RLE for DLN: Downstairs Dynamics
The law of the end-to-end matrix $W_t = \phi(\mathbf{W}_t)$ is then given by the "downstairs" RLE:
\[ dW^{\beta,\kappa} = -\text{grad}_{g^N} F_\beta(W^{\beta,\kappa}) dt + dX^{\beta/\kappa} \]
- The drift term is the Riemannian gradient of the free energy $F_\beta(W) = E(W) - \frac{1}{\beta}S(W)$.
- The noise term $dX^{\beta/\kappa}$ is Brownian motion on the downstairs manifold $(M_d, g^N)$.
The Free Energy Gradient in the DLN
The gradient of the free energy, which drives the system's evolution, can be computed explicitly. It balances the drive to minimize loss with an opposing entropic force.
\[ \text{grad}_{g^N} F_\beta(W) = \underbrace{A_{N,W}(E'(W))}_{\text{Loss Term}} - \underbrace{\frac{1}{\beta}\text{grad}_{g^N}S(W)}_{\text{Entropic/Curvature Term}} \]

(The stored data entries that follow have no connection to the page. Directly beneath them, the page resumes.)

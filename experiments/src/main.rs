use std::time::{Duration, Instant};
use tracing_subscriber::EnvFilter;
use xswap_protocol::{
    config::SwapConfig,
    cross_chain::{SwapOutcome, SwapReport},
    test_utils::{SimulatedEnvironment, GENESIS_TIMESTAMP, INITIAL_TOKEN_BALANCE},
};

const BATCH_SIZES: [u128; 3] = [1, 5, 20];

#[tokio::main]
async fn main() {
    let config = match std::env::args().nth(1) {
        Some(path) => match SwapConfig::from_json_file(&path) {
            Ok(config) => config,
            Err(e) => {
                eprintln!("Failed to load config {}: {}", path, e);
                std::process::exit(1);
            }
        },
        None => SwapConfig::default(),
    };

    let filter = EnvFilter::try_from_default_env().unwrap_or_else(|_| EnvFilter::new(&config.log_level));
    tracing_subscriber::fmt().with_env_filter(filter).init();

    println!(
        "Swapping chain {} (EVM) -> chain {} (Cairo), timelocks {:?}",
        config.src_chain_id, config.dst_chain_id, config.timelocks
    );

    for &batch_size in &BATCH_SIZES {
        let env = match SimulatedEnvironment::new(config.clone()) {
            Ok(env) => env,
            Err(e) => {
                eprintln!("Could not build simulated chains: {}", e);
                std::process::exit(1);
            }
        };
        let coordinator = match env.coordinator() {
            Ok(coordinator) => coordinator,
            Err(e) => {
                eprintln!("Could not build coordinator: {}", e);
                std::process::exit(1);
            }
        };

        let requests = (1..=batch_size).map(|i| env.request(i * 1_000, i * 990)).collect();
        let started = Instant::now();
        let reports = coordinator.execute_batch(requests).await;
        let elapsed = started.elapsed();

        println!("Batch of {} swaps:", batch_size);
        print_summary(&reports, elapsed);
        println!(
            "  Simulated chain time: {}s, maker gained {} on destination",
            env.clock.now() - GENESIS_TIMESTAMP,
            env.dst_balance(&env.maker_dst) - INITIAL_TOKEN_BALANCE
        );
        println!();
    }
}

fn print_summary(reports: &[SwapReport], elapsed: Duration) {
    let completed = reports.iter().filter(|r| r.is_completed()).count();
    let abandoned = reports.iter().filter(|r| matches!(r.outcome, SwapOutcome::Abandoned(_))).count();
    let failed = reports.len() - completed - abandoned;
    println!("  Completed: {}, Abandoned: {}, Failed: {}", completed, abandoned, failed);
    println!("  Wall time: {:?}", elapsed);
    if !elapsed.is_zero() {
        println!("  Throughput: {:.2} swaps/sec", completed as f64 / elapsed.as_secs_f64());
    }
    for report in reports {
        if let SwapOutcome::Failed(err) = &report.outcome {
            println!("  Failure: {}", err);
        }
    }
}
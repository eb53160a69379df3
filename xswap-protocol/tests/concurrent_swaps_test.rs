// Independent swaps running at the same time against shared chains and accounts.

use futures::future::join_all;
use std::collections::HashSet;
use xswap_protocol::{
    cross_chain::SwapOutcome,
    onchain::{ChainAdapter, EscrowStatus},
    test_utils::{test_config, SimulatedEnvironment, INITIAL_TOKEN_BALANCE},
};

#[tokio::test]
async fn test_batch_of_swaps_is_isolated() {
    let env = SimulatedEnvironment::new(test_config()).unwrap();
    let coordinator = env.coordinator().unwrap();

    let amounts: Vec<u128> = (1..=5).map(|i| i * 100).collect();
    let requests = amounts.iter().map(|amount| env.request(*amount, *amount * 3)).collect();
    let reports = coordinator.execute_batch(requests).await;

    assert_eq!(reports.len(), amounts.len());
    let mut src_ids = HashSet::new();
    let mut dst_ids = HashSet::new();
    for report in &reports {
        assert_eq!(report.outcome, SwapOutcome::Completed);
        let session = report.session.as_ref().unwrap();
        assert!(src_ids.insert(session.src_escrow_id));
        assert!(dst_ids.insert(session.dst_escrow_id));
        assert_eq!(env.source.escrow(&session.src_escrow_id).unwrap().status, EscrowStatus::Withdrawn);
        assert_eq!(env.destination.escrow(&session.dst_escrow_id).unwrap().status, EscrowStatus::Withdrawn);
    }

    let total: u128 = amounts.iter().sum();
    assert_eq!(env.src_balance(&env.maker_src), INITIAL_TOKEN_BALANCE - total);
    assert_eq!(env.src_balance(&env.resolver_src), INITIAL_TOKEN_BALANCE + total);
    assert_eq!(env.dst_balance(&env.maker_dst), INITIAL_TOKEN_BALANCE + 3 * total);
    assert_eq!(env.dst_balance(&env.resolver_dst), INITIAL_TOKEN_BALANCE - 3 * total);

    // Every approval was spent by the escrow it was made for.
    assert_eq!(env.source.allowance(&env.maker_src, &env.src_token).await.unwrap(), 0);
    assert_eq!(env.destination.allowance(&env.resolver_dst, &env.dst_token).await.unwrap(), 0);
}

#[tokio::test]
async fn test_separate_coordinators_share_account_locks() {
    let env = SimulatedEnvironment::new(test_config()).unwrap();
    let first = env.coordinator().unwrap();
    let second = env.coordinator().unwrap();

    let reports = join_all(vec![
        first.execute_swap(env.request(10, 20)),
        second.execute_swap(env.request(30, 40)),
        first.execute_swap(env.request(50, 60)),
    ])
    .await;

    assert!(reports.iter().all(|r| r.is_completed()));
    assert_eq!(env.src_balance(&env.resolver_src), INITIAL_TOKEN_BALANCE + 90);
    assert_eq!(env.dst_balance(&env.maker_dst), INITIAL_TOKEN_BALANCE + 120);
}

The second term is the entropic force arising from the geometry of overparameterization. For the DLN, it takes the specific form:
\[ \frac{1}{\beta}\text{grad}_{g^N}S(W) = \frac{1}{\beta} Q_N \Sigma' Q_0^T \]
The Free Energy Gradient in the DLN
For the DLN, it takes the specific form:
\[ \frac{1}{\beta}\text{grad}_{g^N}S(W) = \frac{1}{\beta} Q_N \Sigma' Q_0^T \]
-
\( W = Q_N \Sigma Q_0^T \): This is the Singular Value Decomposition (SVD) of the end-to-end matrix. \(Q_N\) and \(Q_0\) are orthogonal matrices, and \(\Sigma\) is a diagonal matrix containing the singular values \( \sigma_k \).
-
\( \Sigma' \): A diagonal matrix whose entries are functions of the singular values \( \sigma_k \) and network depth \( N \). It acts as a repulsive force between the singular values, pushing the system away from low-rank solutions. The paper notes this "physical effect" is strictly due to the geometry of the DLN.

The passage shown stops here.